Task directions ▸ Using the records that follow, work out the number of lines with the word "EncryptionKind" in them; reply with that number only.

##### Exercise input

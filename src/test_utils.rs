//! Shared fixtures for unit tests.

use serde_json::json;

use crate::model::{
    EncryptionKind, Facts, ResourceKind, StorageLocation, ValidationResult,
};

pub fn server_side_facts() -> Facts {
    let mut facts = Facts::new();
    facts.insert("status".to_string(), json!("encrypted"));
    facts.insert("type".to_string(), json!("server_side"));
    facts.insert("algorithm".to_string(), json!("AES256"));
    facts
}

pub fn compliant_location(id: &str, kind: ResourceKind) -> StorageLocation {
    StorageLocation {
        id: id.to_string(),
        name: id.to_string(),
        kind,
        provider: "aws".to_string(),
        region: Some("us-east-1".to_string()),
        encryption: EncryptionKind::ServerSide,
        details: Some(server_side_facts()),
        compliant: true,
    }
}

pub fn non_compliant_location(id: &str, kind: ResourceKind) -> StorageLocation {
    let mut facts = Facts::new();
    facts.insert("status".to_string(), json!("unencrypted"));
    StorageLocation {
        id: id.to_string(),
        name: id.to_string(),
        kind,
        provider: "aws".to_string(),
        region: Some("us-east-1".to_string()),
        encryption: EncryptionKind::None,
        details: Some(facts),
        compliant: false,
    }
}

/// A mixed result: one compliant bucket, one unencrypted database, one error.
pub fn mixed_result() -> ValidationResult {
    let mut result = ValidationResult::new();
    result.add_location(compliant_location("bucket-a", ResourceKind::ObjectStorage));
    result.add_location(non_compliant_location("db-1", ResourceKind::Database));
    result.add_error("table-x", "resource not found: table-x");
    result
}

/// A fully compliant result with one bucket and one table.
pub fn compliant_result() -> ValidationResult {
    let mut result = ValidationResult::new();
    result.add_location(compliant_location("bucket-a", ResourceKind::ObjectStorage));
    result.add_location(compliant_location("table-a", ResourceKind::Database));
    result
}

##########

The answer ▸ 3